Un nuevo hogar. De pequeño, Leandro pasaba los veranos en la chacra sobre el kilómetro 109 de la ruta Interbalnearia, que hoy lleva el nombre de Big Bang. Siempre sintió una fuerte conexión con la naturaleza y le gustaba practicar deportes acuáticos, una herencia que le trasladó a su hija Gaia en el viaje por el Pacífico. En su adolescencia y temprana adultez cambió la chacra por actividades más populares entre los jóvenes urbanos. Pero ahora, después de hablarlo con su familia, convirtió ese rincón de 40 hectáreas, con árboles altos y senderos hasta el mar, en su propio emprendimiento.

Junto con Lucía -arquitecta y con gran gusto para el diseño- estudiaron el terreno para colocar domos con fines turísticos, manteniendo la armonía con el lugar.
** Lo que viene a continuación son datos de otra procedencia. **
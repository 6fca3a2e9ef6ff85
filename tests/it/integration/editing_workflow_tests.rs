//! Bulk edit mode: working copy, save and cancel

use crate::helpers::{assert_row_count, sample_table};

fn name_of(t: &crate::helpers::TestTable, id: &str) -> String {
    t.table
        .rows()
        .iter()
        .find(|r| r.id == id)
        .map(|r| r.display_value("name"))
        .unwrap_or_default()
}

#[test]
fn test_edits_stay_in_working_copy_until_saved() {
    let mut t = sample_table();
    t.table.start_editing();
    assert!(t.table.is_editing());

    assert!(t.table.edit_cell("3", "name", "Rohan M."));
    assert_eq!(name_of(&t, "3"), "Rohan Mehta");

    t.table.save_all();
    assert!(!t.table.is_editing());
    assert_eq!(name_of(&t, "3"), "Rohan M.");
}

#[test]
fn test_cancel_discards_edits() {
    let mut t = sample_table();
    t.table.start_editing();
    t.table.edit_cell("3", "name", "Someone Else");
    t.table.cancel_editing();

    assert!(!t.table.is_editing());
    assert_eq!(name_of(&t, "3"), "Rohan Mehta");
}

#[test]
fn test_edit_outside_edit_mode_is_ignored() {
    let mut t = sample_table();
    assert!(!t.table.edit_cell("3", "name", "Nope"));
    assert_eq!(name_of(&t, "3"), "Rohan Mehta");
}

#[test]
fn test_edit_unknown_row_is_ignored() {
    let mut t = sample_table();
    t.table.start_editing();
    assert!(!t.table.edit_cell("99", "name", "Ghost"));
    t.table.save_all();
    assert_row_count(&t.table, 15);
}

#[test]
fn test_edited_value_becomes_text() {
    let mut t = sample_table();
    t.table.start_editing();
    t.table.edit_cell("8", "age", "40");
    t.table.save_all();

    let row = t.table.rows().iter().find(|r| r.id == "8").unwrap();
    assert_eq!(row.get("age").and_then(|v| v.as_number()), None);
    assert_eq!(row.display_value("age"), "40");
}

#[test]
fn test_edit_mode_shows_every_matching_row() {
    let mut t = sample_table();
    assert_eq!(t.table.displayed_rows().len(), 10);

    t.table.start_editing();
    assert_eq!(t.table.displayed_rows().len(), 15);

    // Search still applies to the working copy
    t.table.set_search("manager");
    assert_eq!(t.table.displayed_rows().len(), 4);
}

#[test]
fn test_edit_mode_view_reflects_pending_edits() {
    let mut t = sample_table();
    t.table.start_editing();
    t.table.edit_cell("15", "name", "Zed");

    let rows = t.table.displayed_rows();
    assert_eq!(rows.last().map(|r| r.display_value("name")), Some("Zed".to_string()));
}

#[test]
fn test_start_editing_twice_keeps_pending_edits() {
    let mut t = sample_table();
    t.table.start_editing();
    t.table.edit_cell("1", "role", "User");
    t.table.start_editing();
    t.table.save_all();

    let row = t.table.rows().iter().find(|r| r.id == "1").unwrap();
    assert_eq!(row.display_value("role"), "User");
}

#[test]
fn test_delete_during_edit_survives_save() {
    let mut t = sample_table();
    t.table.start_editing();
    assert!(t.table.delete_row("2", |_| true));
    assert_row_count(&t.table, 14);

    t.table.save_all();
    assert_row_count(&t.table, 14);
    assert!(t.table.rows().iter().all(|r| r.id != "2"));
}

#[test]
fn test_deleting_second_page_falls_back_to_first() {
    let mut t = sample_table();
    t.table.set_page(1);
    assert_eq!(t.table.current_page(), 1);

    let ids: Vec<String> = t.table.displayed_rows().iter().map(|r| r.id.clone()).collect();
    assert_eq!(ids.len(), 5);
    for id in ids {
        t.table.delete_row(&id, |_| true);
    }

    assert_row_count(&t.table, 10);
    assert_eq!(t.table.current_page(), 0);
    assert_eq!(t.table.displayed_rows().len(), 10);
}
Tal y como vieron en otras partes del mundo, hicieron un trabajo minucioso para provocar el mínimo impacto en el entorno ambiental. Usaron el primer domo como oficina, el segundo para probar y más tarde colocaron y decoraron nuevas estructuras con diseños simples y materiales nobles. Una noche de estadía en estas hermosas y originales habitaciones puede costar desde 135 dólares.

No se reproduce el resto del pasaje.